Web site administrators are being advised by the U.S. Federal Bureau of Investigation (FBI)'s cybercrime division to be extra vigilant for evidence of distributed denial-of-service (DDOS) attacks that have recently hit Web sites.

In an advisory issued this weekend by the FBI's National Infrastructure Protection Center (NIPC), the agency said it has received information about "ongoing attempts to disrupt Web access to several sites."

The NIPC advisory came after a DDOS attack on the White House Web site on Friday. That attack lasted from about 8 a.m. EDT to about 11:15 a.m., causing so many automated requests for information that the servers were overloaded.

In a related note, the NIPC warned last month of an expected upswing in attacks against U.S. servers by Chinese hackers, given an increase in political tensions between the two countries.

The latest attacks cited by the NIPC have been seen on several networks, using data fragmented into large User Datagram Protocol (UDP) packets for transmission. The UDPs are directed at the commonly used Port 80.

The attackers are apparently using this method to try to bypass standard port protocol blocking techniques, according to the NIPC.

To detect whether such attacks have occurred, network administrators are being advised to inspect firewall logs and other means for evidence of fragmented UDP packets directed at Port 80. Such inbound packets mean a denial of service to the network may be under way.
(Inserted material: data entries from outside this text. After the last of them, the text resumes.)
//! Topic values and announced topic metadata.
//!
//! A [`Message`] is a timestamped value observed for a topic. A [`Topic`] is
//! the metadata the robot announces for a topic (type, id, properties) and
//! carries no live data.
//!
//! Wire shape of a message (JSON):
//!
//! ```json
//! { "topic_name": "/SmartDashboard/x", "timestamp": 5, "type": "int", "data": 10 }
//! ```

use crate::path::TopicPath;
use serde::{Deserialize, Serialize};
use std::collections::BTreeMap;
use std::fmt;

/// The type of a topic value.
#[derive(Debug, Clone, Copy, PartialEq, Eq, Hash, Serialize, Deserialize)]
pub enum DataType {
    /// A single boolean
    #[serde(rename = "boolean")]
    Boolean,
    /// A 64-bit float
    #[serde(rename = "double")]
    Double,
    /// A 64-bit signed integer
    #[serde(rename = "int")]
    Int,
    /// A 32-bit float
    #[serde(rename = "float")]
    Float,
    /// A UTF-8 string
    #[serde(rename = "string")]
    String,
    /// Opaque bytes
    #[serde(rename = "raw")]
    Raw,
    /// Array of booleans
    #[serde(rename = "boolean[]")]
    BooleanArray,
    /// Array of doubles
    #[serde(rename = "double[]")]
    DoubleArray,
    /// Array of ints
    #[serde(rename = "int[]")]
    IntArray,
    /// Array of floats
    #[serde(rename = "float[]")]
    FloatArray,
    /// Array of strings
    #[serde(rename = "string[]")]
    StringArray,
}

impl DataType {
    /// Wire name of the type.
    #[must_use]
    pub fn as_str(&self) -> &'static str {
        match self {
            DataType::Boolean => "boolean",
            DataType::Double => "double",
            DataType::Int => "int",
            DataType::Float => "float",
            DataType::String => "string",
            DataType::Raw => "raw",
            DataType::BooleanArray => "boolean[]",
            DataType::DoubleArray => "double[]",
            DataType::IntArray => "int[]",
            DataType::FloatArray => "float[]",
            DataType::StringArray => "string[]",
        }
    }

    /// Whether values of this type are arrays.
    #[must_use]
    pub fn is_array(&self) -> bool {
        matches!(
            self,
            DataType::BooleanArray
                | DataType::DoubleArray
                | DataType::IntArray
                | DataType::FloatArray
                | DataType::StringArray
        )
    }
}

impl fmt::Display for DataType {
    fn fmt(&self, f: &mut fmt::Formatter<'_>) -> fmt::Result {
        f.write_str(self.as_str())
    }
}

/// A typed topic value.
///
/// The variant is the type, so a value can never disagree with its type.
#[derive(Debug, Clone, PartialEq, Serialize, Deserialize)]
#[serde(tag = "type", content = "data")]
pub enum DataValue {
    /// A single boolean
    #[serde(rename = "boolean")]
    Boolean(bool),
    /// A 64-bit float
    #[serde(rename = "double")]
    Double(f64),
    /// A 64-bit signed integer
    #[serde(rename = "int")]
    Int(i64),
    /// A 32-bit float
    #[serde(rename = "float")]
    Float(f32),
    /// A UTF-8 string
    #[serde(rename = "string")]
    String(String),
    /// Opaque bytes, base64 on the wire
    #[serde(rename = "raw")]
    Raw(#[serde(with = "raw_base64")] Vec<u8>),
    /// Array of booleans
    #[serde(rename = "boolean[]")]
    BooleanArray(Vec<bool>),
    /// Array of doubles
    #[serde(rename = "double[]")]
    DoubleArray(Vec<f64>),
    /// Array of ints
    #[serde(rename = "int[]")]
    IntArray(Vec<i64>),
    /// Array of floats
    #[serde(rename = "float[]")]
    FloatArray(Vec<f32>),
    /// Array of strings
    #[serde(rename = "string[]")]
    StringArray(Vec<String>),
}

impl DataValue {
    /// The type of this value.
    #[must_use]
    pub fn data_type(&self) -> DataType {
        match self {
            DataValue::Boolean(_) => DataType::Boolean,
            DataValue::Double(_) => DataType::Double,
            DataValue::Int(_) => DataType::Int,
            DataValue::Float(_) => DataType::Float,
            DataValue::String(_) => DataType::String,
            DataValue::Raw(_) => DataType::Raw,
            DataValue::BooleanArray(_) => DataType::BooleanArray,
            DataValue::DoubleArray(_) => DataType::DoubleArray,
            DataValue::IntArray(_) => DataType::IntArray,
            DataValue::FloatArray(_) => DataType::FloatArray,
            DataValue::StringArray(_) => DataType::StringArray,
        }
    }

    /// The string payload, if this is a string value.
    #[must_use]
    pub fn as_str(&self) -> Option<&str> {
        match self {
            DataValue::String(value) => Some(value),
            _ => None,
        }
    }

    /// The boolean payload, if this is a boolean value.
    #[must_use]
    pub fn as_bool(&self) -> Option<bool> {
        match self {
            DataValue::Boolean(value) => Some(*value),
            _ => None,
        }
    }

    /// The integer payload, if this is an int value.
    #[must_use]
    pub fn as_int(&self) -> Option<i64> {
        match self {
            DataValue::Int(value) => Some(*value),
            _ => None,
        }
    }

    /// Parse user-entered text as a value of the given type.
    ///
    /// Scalars use their usual text form, `raw` expects base64 and arrays
    /// expect a JSON array (`[1, 2, 3]`, `["a", "b"]`).
    ///
    /// # Errors
    ///
    /// Returns [`ValueParseError`] if the text is not a valid value of `ty`.
    pub fn parse_as(ty: DataType, text: &str) -> Result<Self, ValueParseError> {
        use base64::engine::general_purpose::STANDARD;
        use base64::Engine;

        let text = text.trim();
        let invalid = |reason: String| ValueParseError {
            data_type: ty,
            input: text.to_string(),
            reason,
        };

        let value = match ty {
            DataType::Boolean => match text {
                "true" => DataValue::Boolean(true),
                "false" => DataValue::Boolean(false),
                _ => return Err(invalid("expected true or false".to_string())),
            },
            DataType::Double => DataValue::Double(text.parse().map_err(|e| invalid(format!("{e}")))?),
            DataType::Int => DataValue::Int(text.parse().map_err(|e| invalid(format!("{e}")))?),
            DataType::Float => DataValue::Float(text.parse().map_err(|e| invalid(format!("{e}")))?),
            DataType::String => DataValue::String(text.to_string()),
            DataType::Raw => {
                DataValue::Raw(STANDARD.decode(text).map_err(|e| invalid(e.to_string()))?)
            }
            DataType::BooleanArray => {
                DataValue::BooleanArray(serde_json::from_str(text).map_err(|e| invalid(e.to_string()))?)
            }
            DataType::DoubleArray => {
                DataValue::DoubleArray(serde_json::from_str(text).map_err(|e| invalid(e.to_string()))?)
            }
            DataType::IntArray => {
                DataValue::IntArray(serde_json::from_str(text).map_err(|e| invalid(e.to_string()))?)
            }
            DataType::FloatArray => {
                DataValue::FloatArray(serde_json::from_str(text).map_err(|e| invalid(e.to_string()))?)
            }
            DataType::StringArray => {
                DataValue::StringArray(serde_json::from_str(text).map_err(|e| invalid(e.to_string()))?)
            }
        };

        Ok(value)
    }
}

/// Human readable rendering: floating point values get two decimals, raw
/// data is not rendered.
impl fmt::Display for DataValue {
    fn fmt(&self, f: &mut fmt::Formatter<'_>) -> fmt::Result {
        fn list<T>(
            f: &mut fmt::Formatter<'_>,
            items: &[T],
            item: impl Fn(&mut fmt::Formatter<'_>, &T) -> fmt::Result,
        ) -> fmt::Result {
            f.write_str("[")?;
            for (i, value) in items.iter().enumerate() {
                if i > 0 {
                    f.write_str(", ")?;
                }
                item(f, value)?;
            }
            f.write_str("]")
        }

        match self {
            DataValue::Boolean(value) => write!(f, "{value}"),
            DataValue::Double(value) => write!(f, "{value:.2}"),
            DataValue::Int(value) => write!(f, "{value}"),
            DataValue::Float(value) => write!(f, "{value:.2}"),
            DataValue::String(value) => write!(f, "{value:?}"),
            DataValue::Raw(bytes) => write!(f, "<raw: {} bytes>", bytes.len()),
            DataValue::BooleanArray(values) => list(f, values, |f, v| write!(f, "{v}")),
            DataValue::DoubleArray(values) => list(f, values, |f, v| write!(f, "{v:.2}")),
            DataValue::IntArray(values) => list(f, values, |f, v| write!(f, "{v}")),
            DataValue::FloatArray(values) => list(f, values, |f, v| write!(f, "{v:.2}")),
            DataValue::StringArray(values) => list(f, values, |f, v| write!(f, "{v:?}")),
        }
    }
}

/// A timestamped value observed for a topic.
#[derive(Debug, Clone, PartialEq, Serialize, Deserialize)]
pub struct Message {
    /// Topic path this value belongs to
    #[serde(rename = "topic_name")]
    pub path: TopicPath,
    /// Monotonic per-topic timestamp
    pub timestamp: u64,
    /// The typed value
    #[serde(flatten)]
    pub value: DataValue,
}

impl Message {
    /// Create a new message.
    #[must_use]
    pub fn new(path: TopicPath, timestamp: u64, value: DataValue) -> Self {
        Self {
            path,
            timestamp,
            value,
        }
    }

    /// The type of the carried value.
    #[must_use]
    pub fn data_type(&self) -> DataType {
        self.value.data_type()
    }
}

/// Metadata announced for a topic.
#[derive(Debug, Clone, PartialEq, Serialize, Deserialize)]
pub struct Topic {
    /// Topic path
    pub name: TopicPath,
    /// Server-assigned topic id
    pub id: i64,
    /// Publisher id, when the topic is published by this client
    #[serde(default, skip_serializing_if = "Option::is_none")]
    pub pubuid: Option<i64>,
    /// Value type of the topic
    #[serde(rename = "type")]
    pub data_type: DataType,
    /// Topic properties
    #[serde(default, skip_serializing_if = "Option::is_none")]
    pub properties: Option<TopicProperties>,
}

impl Topic {
    /// Create a topic announcement without properties.
    #[must_use]
    pub fn new(name: TopicPath, id: i64, data_type: DataType) -> Self {
        Self {
            name,
            id,
            pubuid: None,
            data_type,
            properties: None,
        }
    }
}

/// Properties attached to an announced topic.
#[derive(Debug, Clone, Default, PartialEq, Serialize, Deserialize)]
pub struct TopicProperties {
    /// Value survives server restarts
    #[serde(default, skip_serializing_if = "Option::is_none")]
    pub persistent: Option<bool>,
    /// Topic survives publisher disconnect
    #[serde(default, skip_serializing_if = "Option::is_none")]
    pub retained: Option<bool>,
    /// Extension properties, passed through untouched
    #[serde(flatten)]
    pub extra: BTreeMap<String, serde_json::Value>,
}

/// Error parsing text into a typed value.
#[derive(Debug, Clone, PartialEq, Eq, thiserror::Error)]
#[error("cannot parse {input:?} as {data_type}: {reason}")]
pub struct ValueParseError {
    /// Requested type
    pub data_type: DataType,
    /// Offending input
    pub input: String,
    /// Parser message
    pub reason: String,
}

mod raw_base64 {
    use base64::engine::general_purpose::STANDARD;
    use base64::Engine;
    use serde::{Deserialize, Deserializer, Serializer};

    pub(super) fn serialize<S: Serializer>(bytes: &[u8], serializer: S) -> Result<S::Ok, S::Error> {
        serializer.serialize_str(&STANDARD.encode(bytes))
    }

    pub(super) fn deserialize<'de, D: Deserializer<'de>>(deserializer: D) -> Result<Vec<u8>, D::Error> {
        let encoded = String::deserialize(deserializer)?;
        STANDARD.decode(encoded).map_err(serde::de::Error::custom)
    }
}

#[cfg(test)]
mod tests {
    use super::*;
    use serde_json::json;

    fn path(s: &str) -> TopicPath {
        TopicPath::parse(s).unwrap()
    }

    #[test]
    fn message_wire_shape() {
        let message = Message::new(path("/SmartDashboard/x"), 5, DataValue::Int(10));
        let value = serde_json::to_value(&message).unwrap();
        assert_eq!(
            value,
            json!({ "topic_name": "/SmartDashboard/x", "timestamp": 5, "type": "int", "data": 10 })
        );
    }

    #[test]
    fn message_from_json() {
        let message: Message = serde_json::from_value(json!({
            "topic_name": "/SmartDashboard/Auto/options",
            "timestamp": 12,
            "type": "string[]",
            "data": ["Left", "Right"]
        }))
        .unwrap();

        assert_eq!(message.data_type(), DataType::StringArray);
        assert_eq!(
            message.value,
            DataValue::StringArray(vec!["Left".to_string(), "Right".to_string()])
        );
    }

    #[test]
    fn mismatched_data_is_rejected() {
        let result: Result<Message, _> = serde_json::from_value(json!({
            "topic_name": "/x",
            "timestamp": 1,
            "type": "boolean",
            "data": "yes"
        }));
        assert!(result.is_err());
    }

    #[test]
    fn raw_is_base64_on_the_wire() {
        let message = Message::new(path("/raw"), 1, DataValue::Raw(vec![0xde, 0xad]));
        let value = serde_json::to_value(&message).unwrap();
        assert_eq!(value["data"], json!("3q0="));

        let back: Message = serde_json::from_value(value).unwrap();
        assert_eq!(back.value, DataValue::Raw(vec![0xde, 0xad]));
    }

    #[test]
    fn topic_properties_keep_extensions() {
        let topic: Topic = serde_json::from_value(json!({
            "name": "/SmartDashboard/speed",
            "id": 7,
            "type": "double",
            "properties": { "persistent": true, "cached": false }
        }))
        .unwrap();

        let properties = topic.properties.unwrap();
        assert_eq!(properties.persistent, Some(true));
        assert_eq!(properties.retained, None);
        assert_eq!(properties.extra.get("cached"), Some(&json!(false)));
    }

    #[test]
    fn parse_as_typed_values() {
        assert_eq!(
            DataValue::parse_as(DataType::Boolean, "true").unwrap(),
            DataValue::Boolean(true)
        );
        assert_eq!(
            DataValue::parse_as(DataType::Int, " 42 ").unwrap(),
            DataValue::Int(42)
        );
        assert_eq!(
            DataValue::parse_as(DataType::DoubleArray, "[1.5, 2]").unwrap(),
            DataValue::DoubleArray(vec![1.5, 2.0])
        );
        assert!(DataValue::parse_as(DataType::Int, "4.2").is_err());
        assert!(DataValue::parse_as(DataType::Boolean, "yes").is_err());
    }

    #[test]
    fn display_rounds_floating_point() {
        assert_eq!(DataValue::Double(1.0 / 3.0).to_string(), "0.33");
        assert_eq!(
            DataValue::FloatArray(vec![1.0, 2.5]).to_string(),
            "[1.00, 2.50]"
        );
        assert_eq!(DataValue::Raw(vec![1, 2, 3]).to_string(), "<raw: 3 bytes>");
    }
}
Outbound UDP packets mean there's a high likelihood that the network is already compromised by hacker DDOS software.

A special utility to detect DDOS software is available from the NIPC.

A spokeswoman for the NIPC Monday refused to comment on the advisory.

Ric Steinberger, technology director at Atomic Tangerine Inc., the former SecurityPortal.com in Seattle, said such attacks have been common for years.

Steinberger said he believes the NIPC issued this latest advisory in direct response to the DDOS attack at the White House Web site. "The NIPC needs to issue alerts when one or more federal Web sites have been attacked in this way," he said.

Most private business sites probably have Web servers equipped with firewalls that are capable of halting these types of attacks, he said. Government sites, however, are usually more vulnerable because their staffs are paid less and don't have access to the latest software and hardware defenses, he said.